Bacteria possess a large number of signal transduction systems that sense and respond to different environmental cues. Most frequently these are transcriptional regulators, two-component systems and chemosensory pathways. A major bottleneck in the field of signal transduction is the lack of information on signal molecules that modulate the activity of the large majority of these systems. We review here the progress made in the functional annotation of sensor proteins using high-throughput ligand screening approaches of purified sensor proteins or individual ligand binding domains. In these assays, the alteration in protein thermal stability following ligand binding is monitored using Differential Scanning Fluorimetry. We illustrate on several examples how the identification of the sensor protein ligand has facilitated the elucidation of the molecular mechanism of the regulatory process. We will also discuss the use of virtual ligand screening approaches to identify sensor protein ligands. Both approaches have been successfully applied to functionally annotate a significant number of bacterial sensor proteins but can also be used to study proteins from other kingdoms. The major challenge consists in the study of sensor proteins that do not recognize signal molecules directly, but that are activated by signal molecule-loaded binding proteins.

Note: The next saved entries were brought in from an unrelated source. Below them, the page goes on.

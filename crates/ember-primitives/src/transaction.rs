//! Transactions and their consensus serialization.

use crate::hash::{sha256d, Hash256};
use crate::script::Script;
use crate::{Amount, WITNESS_SCALE_FACTOR};

/// Sequence number that opts out of lock-time enforcement.
pub const SEQUENCE_FINAL: u32 = 0xffff_ffff;

/// A reference to an output of a previous transaction.
#[derive(Clone, Copy, Debug, PartialEq, Eq, PartialOrd, Ord, Hash)]
pub struct OutPoint {
    /// The id of the transaction holding the output.
    pub txid: Hash256,
    /// The output index.
    pub vout: u32,
}

impl OutPoint {
    /// The null outpoint used by coinbase inputs.
    pub fn null() -> Self {
        OutPoint {
            txid: Hash256::ZERO,
            vout: u32::MAX,
        }
    }

    /// Whether this is the coinbase null outpoint.
    pub fn is_null(&self) -> bool {
        self.txid.is_zero() && self.vout == u32::MAX
    }
}

/// A transaction input.
#[derive(Clone, Debug, PartialEq, Eq)]
pub struct TxIn {
    pub previous_output: OutPoint,
    pub script_sig: Script,
    pub sequence: u32,
    /// Witness stack; empty for non-witness inputs.
    pub witness: Vec<Vec<u8>>,
}

impl TxIn {
    /// An input spending `previous_output` with an empty script.
    pub fn new(previous_output: OutPoint) -> Self {
        TxIn {
            previous_output,
            script_sig: Script::new(),
            sequence: SEQUENCE_FINAL,
            witness: Vec::new(),
        }
    }
}

/// A transaction output.
#[derive(Clone, Debug, PartialEq, Eq)]
pub struct TxOut {
    pub value: Amount,
    pub script_pubkey: Script,
}

/// A transaction.
#[derive(Clone, Debug, PartialEq, Eq)]
pub struct Transaction {
    pub version: i32,
    pub inputs: Vec<TxIn>,
    pub outputs: Vec<TxOut>,
    pub lock_time: u32,
}

impl Transaction {
    /// The transaction id: double SHA-256 of the non-witness serialization.
    pub fn txid(&self) -> Hash256 {
        sha256d(&self.serialize(false))
    }

    /// The witness transaction id.
    pub fn wtxid(&self) -> Hash256 {
        sha256d(&self.serialize(true))
    }

    /// Whether any input carries witness data.
    pub fn has_witness(&self) -> bool {
        self.inputs.iter().any(|input| !input.witness.is_empty())
    }

    /// Whether this is a coinbase transaction.
    pub fn is_coinbase(&self) -> bool {
        self.inputs.len() == 1 && self.inputs[0].previous_output.is_null()
    }

    /// Serialized size without witness data.
    pub fn base_size(&self) -> usize {
        self.serialize(false).len()
    }

    /// Serialized size including witness data.
    pub fn total_size(&self) -> usize {
        self.serialize(true).len()
    }

    /// Block weight: non-witness bytes count four, witness bytes count one.
    pub fn weight(&self) -> u64 {
        self.base_size() as u64 * (WITNESS_SCALE_FACTOR - 1) + self.total_size() as u64
    }

    /// Virtual size: weight rounded up to whole weight-factor units.
    pub fn vsize(&self) -> u64 {
        (self.weight() + WITNESS_SCALE_FACTOR - 1) / WITNESS_SCALE_FACTOR
    }

    /// Consensus serialization. With `include_witness`, witness-bearing
    /// transactions use the extended (marker + flag) format.
    pub fn serialize(&self, include_witness: bool) -> Vec<u8> {
        let serialize_witness = include_witness && self.has_witness();
        let mut buf = Vec::with_capacity(64 + self.inputs.len() * 64);

        buf.extend_from_slice(&self.version.to_le_bytes());
        if serialize_witness {
            buf.push(0x00); // marker
            buf.push(0x01); // flag
        }

        write_compact_size(&mut buf, self.inputs.len() as u64);
        for input in &self.inputs {
            buf.extend_from_slice(input.previous_output.txid.as_bytes());
            buf.extend_from_slice(&input.previous_output.vout.to_le_bytes());
            write_compact_size(&mut buf, input.script_sig.len() as u64);
            buf.extend_from_slice(input.script_sig.as_bytes());
            buf.extend_from_slice(&input.sequence.to_le_bytes());
        }

        write_compact_size(&mut buf, self.outputs.len() as u64);
        for output in &self.outputs {
            buf.extend_from_slice(&output.value.to_le_bytes());
            write_compact_size(&mut buf, output.script_pubkey.len() as u64);
            buf.extend_from_slice(output.script_pubkey.as_bytes());
        }

        if serialize_witness {
            for input in &self.inputs {
                write_compact_size(&mut buf, input.witness.len() as u64);
                for item in &input.witness {
                    write_compact_size(&mut buf, item.len() as u64);
                    buf.extend_from_slice(item);
                }
            }
        }

        buf.extend_from_slice(&self.lock_time.to_le_bytes());
        buf
    }
}

/// Variable-length integer used throughout the wire encoding.
fn write_compact_size(buf: &mut Vec<u8>, n: u64) {
    match n {
        0..=0xfc => buf.push(n as u8),
        0xfd..=0xffff => {
            buf.push(0xfd);
            buf.extend_from_slice(&(n as u16).to_le_bytes());
        }
        0x1_0000..=0xffff_ffff => {
            buf.push(0xfe);
            buf.extend_from_slice(&(n as u32).to_le_bytes());
        }
        _ => {
            buf.push(0xff);
            buf.extend_from_slice(&n.to_le_bytes());
        }
    }
}
//! Chain parameters for the Ember blockchain.

use ember_primitives::{Amount, Script, COIN};

/// Maximum block weight allowed by consensus.
pub const MAX_BLOCK_WEIGHT: u64 = 4_000_000;

/// Maximum cumulative signature-operation cost per block.
pub const MAX_BLOCK_SIGOPS_COST: i64 = 80_000;

/// Default weight budget for assembled blocks, leaving headroom below the
/// consensus maximum.
pub const DEFAULT_BLOCK_MAX_WEIGHT: u64 = MAX_BLOCK_WEIGHT - 4_000;

/// Default minimum fee rate for block inclusion, in lits per 1000 virtual
/// bytes. Matches the minimum relay rate.
pub const DEFAULT_BLOCK_MIN_TX_FEE: Amount = 1_000;

/// Lock-time values below this threshold are block heights, values at or
/// above it are unix timestamps.
pub const LOCKTIME_THRESHOLD: u32 = 500_000_000;

/// Networks an Ember node can run on.
#[derive(Clone, Copy, Debug, PartialEq, Eq)]
pub enum Network {
    Mainnet,
    Testnet,
    Regtest,
}

/// Static consensus parameters for one network.
#[derive(Clone, Debug)]
pub struct ChainParams {
    /// Which network these parameters describe.
    pub network: Network,
    /// The easiest allowed compact difficulty target.
    pub pow_limit_bits: u32,
    /// Whether blocks may fall back to minimum difficulty when block
    /// production stalls (testnet rule).
    pub allow_min_difficulty_blocks: bool,
    /// Whether blocks are only produced on demand (regtest rule); the miner
    /// stops a worker after each found block.
    pub mine_blocks_on_demand: bool,
    /// Blocks between subsidy halvings.
    pub subsidy_halving_interval: u32,
    /// Whether the lock-time cutoff for transaction finality is the median
    /// time past rather than the block time.
    pub locktime_uses_median_time_past: bool,
    /// Extra bytes appended to the coinbase script signature.
    pub coinbase_flags: Script,
}

impl ChainParams {
    /// Mainnet parameters.
    pub fn mainnet() -> Self {
        ChainParams {
            network: Network::Mainnet,
            pow_limit_bits: 0x1e0f_ffff,
            allow_min_difficulty_blocks: false,
            mine_blocks_on_demand: false,
            subsidy_halving_interval: 840_000,
            locktime_uses_median_time_past: true,
            coinbase_flags: coinbase_flags(),
        }
    }

    /// Testnet parameters.
    pub fn testnet() -> Self {
        ChainParams {
            network: Network::Testnet,
            allow_min_difficulty_blocks: true,
            ..Self::mainnet()
        }
    }

    /// Regression-test parameters.
    pub fn regtest() -> Self {
        ChainParams {
            network: Network::Regtest,
            pow_limit_bits: 0x207f_ffff,
            allow_min_difficulty_blocks: true,
            mine_blocks_on_demand: true,
            subsidy_halving_interval: 150,
            ..Self::mainnet()
        }
    }
}

fn coinbase_flags() -> Script {
    let mut flags = Script::new();
    flags.push_slice(b"/Ember/");
    flags
}

/// Block subsidy at `height`: 50 EMB, halving every
/// `subsidy_halving_interval` blocks until it reaches zero.
pub fn get_block_subsidy(height: u32, params: &ChainParams) -> Amount {
    let halvings = height / params.subsidy_halving_interval;
    if halvings >= 64 {
        return 0;
    }
    (50 * COIN) >> halvings
}

#[cfg(test)]
mod tests {
    use super::*;

    #[test]
    fn test_subsidy_schedule() {
        let params = ChainParams::mainnet();
        assert_eq!(get_block_subsidy(0, &params), 50 * COIN);
        assert_eq!(get_block_subsidy(839_999, &params), 50 * COIN);
        assert_eq!(get_block_subsidy(840_000, &params), 25 * COIN);
        assert_eq!(get_block_subsidy(1_680_000, &params), 25 * COIN / 2);
    }

    #[test]
    fn test_subsidy_eventually_zero() {
        let params = ChainParams::regtest();
        assert_eq!(get_block_subsidy(64 * 150, &params), 0);
    }

    #[test]
    fn test_network_flavors() {
        assert!(!ChainParams::mainnet().mine_blocks_on_demand);
        assert!(ChainParams::testnet().allow_min_difficulty_blocks);
        assert!(ChainParams::regtest().mine_blocks_on_demand);
    }
}
//! Transaction-level consensus checks used during block assembly.

use crate::params::LOCKTIME_THRESHOLD;
use ember_primitives::{Transaction, SEQUENCE_FINAL};

/// Whether `tx` is final for a block at `block_height` whose lock-time
/// cutoff is `block_time`.
pub fn is_final_tx(tx: &Transaction, block_height: u32, block_time: i64) -> bool {
    if tx.lock_time == 0 {
        return true;
    }
    let cutoff = if tx.lock_time < LOCKTIME_THRESHOLD {
        block_height as i64
    } else {
        block_time
    };
    if (tx.lock_time as i64) < cutoff {
        return true;
    }
    tx.inputs.iter().all(|input| input.sequence == SEQUENCE_FINAL)
}

/// Legacy signature-operation count over all input and output scripts.
pub fn legacy_sigop_count(tx: &Transaction) -> i64 {
    let inputs: i64 = tx.inputs.iter().map(|i| i.script_sig.sigop_count()).sum();
    let outputs: i64 = tx
        .outputs
        .iter()
        .map(|o| o.script_pubkey.sigop_count())
        .sum();
    inputs + outputs
}
//! # ember-consensus
//!
//! Consensus rules and parameters for the Ember blockchain.
//!
//! This crate provides:
//! - Chain parameters and the block subsidy schedule
//! - Compact-bits difficulty encoding and 256-bit target arithmetic
//! - The scrypt proof-of-work hash behind a pluggable strategy
//! - Merkle roots and the coinbase witness commitment
//! - Transaction finality and legacy signature-operation counting
//! - The chain-view and block-validation interfaces the miner consumes

mod chain;
mod error;
mod merkle;
mod params;
mod pow;
mod pow_hash;
mod tx_verify;

pub use chain::{BlockIndex, BlockValidation, ChainView};
pub use error::{ConsensusError, ConsensusResult};
pub use merkle::{
    block_merkle_root, block_witness_merkle_root, generate_coinbase_commitment, merkle_root,
    WITNESS_COMMITMENT_HEADER,
};
pub use params::{
    get_block_subsidy, ChainParams, Network, DEFAULT_BLOCK_MAX_WEIGHT, DEFAULT_BLOCK_MIN_TX_FEE,
    LOCKTIME_THRESHOLD, MAX_BLOCK_SIGOPS_COST, MAX_BLOCK_WEIGHT,
};
pub use pow::{compact_to_target, hash_meets_target, target_to_compact, target_to_le_bytes};
pub use pow_hash::{DoubleSha256Pow, PowHasher, ScryptPow};
pub use tx_verify::{is_final_tx, legacy_sigop_count};

pub use ember_primitives::WITNESS_SCALE_FACTOR;
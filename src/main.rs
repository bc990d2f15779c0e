#[cfg(test)]
mod approx_eq;
mod config;
mod metrics;
mod relativity;
mod render;
mod scene;
mod tui;

use std::path::{Path, PathBuf};

use anyhow::{Result, bail, ensure};
use clap::{Args, Parser, Subcommand};
use config::{Overrides, RenderConfig};
use log::info;
use relativity::special::{Boost, lorentz_factor};

/// Minkowski - Lorentz transformations in spacetime diagrams
#[derive(Parser)]
#[command(name = "minkowski", about = "Renders and explores the Lorentz transformation of a rocket trip between two stars")]
struct Cli {
    #[command(subcommand)]
    command: Option<Commands>,
}

#[derive(Args, Debug, Clone)]
struct RenderArgs {
    /// JSON file with render settings. Command line flags override it.
    #[arg(long)]
    config: Option<PathBuf>,

    /// Width (in pixels) of the output.
    #[arg(long)]
    width: Option<u32>,

    /// Height (in pixels) of the output.
    #[arg(long)]
    height: Option<u32>,

    /// Frames per second of the animation.
    #[arg(long)]
    fps: Option<u32>,

    /// Rocket speed as a fraction of c, strictly between 0 and 1.
    #[arg(long)]
    rocket_speed: Option<f64>,
}

impl RenderArgs {
    fn resolve(&self) -> Result<RenderConfig> {
        RenderConfig::resolve(
            self.config.as_deref(),
            &Overrides {
                width: self.width,
                height: self.height,
                fps: self.fps,
                rocket_speed: self.rocket_speed,
            },
        )
    }
}

#[derive(Subcommand)]
enum Commands {
    /// Render the full animation to a GIF
    Render {
        #[command(flatten)]
        args: RenderArgs,

        /// Output path of the animation
        #[arg(short, long, default_value = "lorentz.gif")]
        output: PathBuf,
    },
    /// Render a single frame of the animation to a PNG
    Frame {
        #[command(flatten)]
        args: RenderArgs,

        /// Time into the animation, in seconds
        #[arg(short, long)]
        time: f64,

        /// Output path of the image
        #[arg(short, long, default_value = "frame.png")]
        output: PathBuf,
    },
    /// Boost one event (x, ct) into a frame moving at the given velocity
    Boost {
        /// Velocity as a fraction of c
        #[arg(short, long, allow_hyphen_values = true)]
        velocity: f64,

        #[arg(allow_hyphen_values = true)]
        x: f64,

        #[arg(allow_hyphen_values = true)]
        ct: f64,
    },
    /// Sweep rocket speeds and export the trip table to CSV plus a plot
    Metrics {
        /// Number of velocity steps between 0 and 1
        #[arg(long, default_value_t = 100)]
        steps: u32,

        #[arg(long, default_value = "metrics.csv")]
        csv: PathBuf,

        #[arg(long, default_value = "plot.png")]
        plot: PathBuf,
    },
    /// Run the interactive terminal diagram
    Tui {
        #[arg(long, default_value_t = config::DEFAULT_ROCKET_SPEED)]
        rocket_speed: f64,
    },
}

fn main() -> anyhow::Result<()> {
    env_logger::Builder::from_env(env_logger::Env::default().default_filter_or("info")).init();
    let cli = Cli::parse();

    match cli.command {
        Some(Commands::Render { args, output }) => {
            let config = args.resolve()?;
            let built = scene::ltf::construct(config.rocket_speed, config.frame());
            render::AnimationRenderer::new(&config).render_gif(&built.scene, &output)?;
        }
        Some(Commands::Frame { args, time, output }) => {
            let config = args.resolve()?;
            let built = scene::ltf::construct(config.rocket_speed, config.frame());
            render::AnimationRenderer::new(&config).render_png(&built.scene, time, &output)?;
        }
        Some(Commands::Boost { velocity, x, ct }) => run_boost(velocity, x, ct)?,
        Some(Commands::Metrics { steps, csv, plot }) => run_metrics(steps, &csv, &plot)?,
        Some(Commands::Tui { rocket_speed }) => run_tui(rocket_speed)?,
        None => run_tui(config::DEFAULT_ROCKET_SPEED)?, // default
    }

    Ok(())
}

fn run_boost(velocity: f64, x: f64, ct: f64) -> Result<()> {
    ensure!(
        (-1.0..=1.0).contains(&velocity),
        "velocity must be within [-1, 1] (fraction of c), got {velocity}"
    );
    let boost = Boost::new(velocity);
    let [x_prime, ct_prime, _] = boost.apply([x, ct, 0.0]);
    if !x_prime.is_finite() || !ct_prime.is_finite() {
        bail!("no inertial frame moves at {velocity}c");
    }
    if boost.is_identity() {
        println!("v = 1 is passed through unchanged");
    } else {
        println!("γ = {:.6}", lorentz_factor(velocity));
    }
    println!("x' = {x_prime:.6}");
    println!("ct' = {ct_prime:.6}");
    Ok(())
}

fn run_metrics(steps: u32, csv: &Path, plot: &Path) -> Result<()> {
    ensure!(steps >= 2, "need at least 2 steps, got {steps}");
    let table = metrics::sweep(steps);
    info!("swept {} rocket speeds", table.len());
    metrics::export_csv_file(&table, csv)?;
    metrics::plot_results(&table, plot, "Rocket trip between the stars")?;
    Ok(())
}

fn run_tui(rocket_speed: f64) -> Result<()> {
    ensure!(
        rocket_speed > 0.0 && rocket_speed < 1.0,
        "rocket speed must be strictly between 0 and 1, got {rocket_speed}"
    );
    tui::start(
        rocket_speed,
        Path::new("realtime.csv"),
        Path::new("realtime.png"),
    )
}
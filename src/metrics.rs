use std::{fs::File, io::Write, path::Path};

use anyhow::{Context, Result};
use log::{info, warn};
use plotters::prelude::*;
use serde::Serialize;

use crate::{
    relativity::special::{length_contraction, lorentz_factor},
    scene::ltf::{STAR_X, Trip},
};

/// Highest value drawn on the plot's y axis; the rest-frame interval diverges as v → 0.
const Y_CAP: f64 = 60.0;

/// One row of the trip table: the star-to-star trip measured from a frame moving at `velocity_fraction`.
#[derive(Debug, Clone, Copy, PartialEq, Serialize)]
pub struct DataPoint {
    pub velocity_fraction: f64,
    pub gamma: f64,
    /// Launch to landing in the stars' frame (ly).
    pub interval: f64,
    /// Launch to landing in the moving frame (ly).
    pub boosted_interval: f64,
    /// Star separation in the stars' frame (ly).
    pub separation: f64,
    /// Star separation in the moving frame (ly).
    pub contracted_separation: f64,
}

/// The fixed `trip` seen from a frame moving at `v`.
pub fn observe(trip: &Trip, v: f64) -> DataPoint {
    let separation = 2.0 * STAR_X;
    DataPoint {
        velocity_fraction: v,
        gamma: lorentz_factor(v),
        interval: trip.interval(),
        boosted_interval: trip.boosted_interval(v),
        separation,
        contracted_separation: length_contraction(separation, v),
    }
}

/// Rockets at `v = i / steps` for `i` in `1..steps`, each seen from its own frame.
pub fn sweep(steps: u32) -> Vec<DataPoint> {
    (1..steps)
        .map(|i| {
            let v = i as f64 / steps as f64;
            observe(&Trip::new(v), v)
        })
        .collect()
}

pub fn export_csv<W: Write>(log: &[DataPoint], writer: W) -> Result<()> {
    let mut writer = csv::Writer::from_writer(writer);
    for dp in log {
        writer.serialize(dp)?;
    }
    writer.flush()?;
    Ok(())
}

pub fn export_csv_file(log: &[DataPoint], path: &Path) -> Result<()> {
    let file = File::create(path).with_context(|| format!("failed to create {}", path.display()))?;
    export_csv(log, file)?;
    info!("{} rows written to {}", log.len(), path.display());
    Ok(())
}

pub fn plot_results(log: &[DataPoint], path: &Path, caption: &str) -> Result<()> {
    if log.is_empty() {
        warn!("nothing to plot, skipping {}", path.display());
        return Ok(());
    }
    let root = BitMapBackend::new(path, (800, 600)).into_drawing_area();
    root.fill(&WHITE)?;

    let (x_min, x_max) = log.iter().fold((f64::MAX, f64::MIN), |(lo, hi), d| {
        (lo.min(d.velocity_fraction), hi.max(d.velocity_fraction))
    });
    let (x_min, x_max) = if x_max > x_min { (x_min, x_max) } else { (x_min - 0.5, x_max + 0.5) };
    let y_max = log
        .iter()
        .flat_map(|d| [d.interval, d.boosted_interval, d.gamma])
        .filter(|y| y.is_finite())
        .fold(0.0, f64::max)
        .min(Y_CAP)
        .ceil()
        .max(1.0);

    let mut chart = ChartBuilder::on(&root)
        .caption(caption, ("sans-serif", 24))
        .margin(10)
        .x_label_area_size(40)
        .y_label_area_size(50)
        .build_cartesian_2d(x_min..x_max, 0f64..y_max)?;

    chart
        .configure_mesh()
        .x_desc("Velocity (fraction of c)")
        .y_desc("Light-years")
        .draw()?;

    let series = |value: fn(&DataPoint) -> f64| -> Vec<(f64, f64)> {
        log.iter()
            .map(|d| (d.velocity_fraction, value(d)))
            .filter(|(_, y)| y.is_finite() && *y <= y_max)
            .collect()
    };

    chart
        .draw_series(LineSeries::new(series(|d| d.interval), &BLUE))?
        .label("Δct (stars' frame)")
        .legend(|(x, y)| PathElement::new(vec![(x, y), (x + 10, y)], &BLUE));

    chart
        .draw_series(LineSeries::new(series(|d| d.boosted_interval), &RED))?
        .label("Δct′ (moving frame)")
        .legend(|(x, y)| PathElement::new(vec![(x, y), (x + 10, y)], &RED));

    chart
        .draw_series(LineSeries::new(series(|d| d.gamma), &GREEN))?
        .label("Lorentz factor γ")
        .legend(|(x, y)| PathElement::new(vec![(x, y), (x + 10, y)], &GREEN));

    chart.configure_series_labels().border_style(&BLACK).draw()?;
    root.present()?;
    info!("plot saved to {}", path.display());
    Ok(())
}
use crate::relativity::Point;

/// Reference image height that stroke widths are specified against.
const REFERENCE_HEIGHT: f64 = 480.0;

/// Maps scene units (origin at the centre, y up) onto pixels (origin top-left, y down).
#[derive(Debug, Clone, Copy, PartialEq)]
pub struct Camera {
    width: u32,
    height: u32,
    frame_width: f64,
    frame_height: f64,
}

impl Camera {
    pub fn new(width: u32, height: u32, frame_width: f64) -> Self {
        Self {
            width,
            height,
            frame_width,
            frame_height: frame_width * height as f64 / width as f64,
        }
    }

    pub fn size(&self) -> (u32, u32) {
        (self.width, self.height)
    }

    /// Pixels per scene unit.
    pub fn scale(&self) -> f64 {
        self.width as f64 / self.frame_width
    }

    pub fn stroke(&self, width: f64) -> u32 {
        (width * self.height as f64 / REFERENCE_HEIGHT).round().max(1.0) as u32
    }

    pub fn to_pixel(&self, [x, y, _]: Point) -> (i32, i32) {
        let px = (x / self.frame_width + 0.5) * self.width as f64;
        let py = (0.5 - y / self.frame_height) * self.height as f64;
        (px.round() as i32, py.round() as i32)
    }

    /// Whether a scene point lands inside the image, with `margin` scene units of slack.
    pub fn contains(&self, [x, y, _]: Point, margin: f64) -> bool {
        x.abs() <= self.frame_width / 2. + margin && y.abs() <= self.frame_height / 2. + margin
    }
}

#[cfg(test)]
mod tests {
    use super::*;

    fn camera() -> Camera {
        Camera::new(800, 400, 16.0)
    }

    #[test]
    fn centre_and_corners() {
        let camera = camera();
        assert_eq!(camera.to_pixel([0.0, 0.0, 0.0]), (400, 200));
        assert_eq!(camera.to_pixel([-8.0, 4.0, 0.0]), (0, 0));
        assert_eq!(camera.to_pixel([8.0, -4.0, 0.0]), (800, 400));
    }

    #[test]
    fn y_points_up() {
        let camera = camera();
        let (_, above) = camera.to_pixel([0.0, 1.0, 0.0]);
        let (_, below) = camera.to_pixel([0.0, -1.0, 0.0]);
        assert!(above < below);
    }

    #[test]
    fn strokes_scale_with_height() {
        assert_eq!(Camera::new(854, 480, 14.2).stroke(2.0), 2);
        assert_eq!(Camera::new(1920, 1080, 14.2).stroke(2.0), 5);
        assert_eq!(Camera::new(100, 50, 14.2).stroke(2.0), 1);
    }

    #[test]
    fn containment() {
        let camera = camera();
        assert!(camera.contains([7.9, 3.9, 0.0], 0.0));
        assert!(!camera.contains([8.5, 0.0, 0.0], 0.0));
        assert!(camera.contains([8.5, 0.0, 0.0], 1.0));
    }
}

Keywords: bacterial signal transduction systems; chemoreceptors; chemotaxis; sensor kinases; transcriptional regulators.

Figure 1

Major bacterial signal transduction systems. LBD: ligand binding domain; HTH: helix-turn-helix motif containing DNA binding domain; LBP: ligand binding protein; REC: receiver domain. The core proteins of chemosensory pathways, present in most pathways, are shaded in yellow, whereas auxiliary proteins, present only in some pathways, are shown in grey. red and green dots: signal molecules; red arrows represent phosphorylation/dephosphorylation events, blue arrows represent methylation/demethylation/deamidation of amino acids; black arrows indicate the pathway output, the green arrow and red T-bar indicate transcriptional activation or inhibition, respectively.

Figure 2

Use of the Thermal Shift Assay and Isothermal Titration Calorimetry to identify ligands that bind to AdmX. (A) Domain arrangement of AdmX and its ligand binding domain (LBD). (B–E) Thermal shift experiments of AdmX and AdmX-LBD in the absence and presence of indole-3-acetic acid (IAA). (B,C) raw data; (D,E) first derivatives of raw data; (F,G) microcalorimetric titrations of buffer, AdmX and AdmX-LBD with IAA. Upper panel: titration raw data; lower panel: fit of dilution heat-corrected and concentration-normalized raw data with a model for the binding of a single ligand to a macromolecule. The derived thermodynamic binding parameters are indicated.

Figure 3

Three-dimensional structure and mode of ligand recognition at dCACHE domains. (A) Ribbon diagram of the LBD of the TlpQ chemoreceptor of P. aeruginosa (orange) in complex with histamine (green, pdb ID 6fu4) and LBD of the DctB sensor kinase of V. cholerae (blue) in complex with succinate (yellow, pdb ID 3by9). (B) Amino acids involved in ligand recognition. The sequence motif involved in amine recognition is shown in red above the histamine plot. Figure generated using Ligplot [76].

Figure 4

Use of virtual ligand screening to identify the plant compound rosmarinic acid as RhlR ligand. Superimposition of the ligand binding domains of LasR (green) in complex with 3-oxo-C12-homoserine lactone and the RhlR homology model (orange) onto which rosmarinic acid (RA) was docked. The LasR structure was obtained from the protein data bank (pdb ID 3IX3) and the RhlR model was generated by homology modelling as described in [83]. 3-oxo-C12-homoserine lactone and RA are shown in blue and red, respectively. The best binding position of RA with lowest glide score and glide energy is displayed. The structures of 3-oxo-C12-homoserine lactone and rosmarinic acid are shown in the lower part of the figure.

Figure 5

Sensor kinases that are activated by the binding of ligand loaded periplasmic binding proteins. Shown are structures of the LBDs of the sensor kinases LytS (pdb 5XSJ), TorS (pdb 3O1H) and LuxQ (pdb 2HJ9) (in red) in complex with their respective ligand-loaded binding proteins (in blue). The bacterial species and ligands bound (in yellow) are indicated.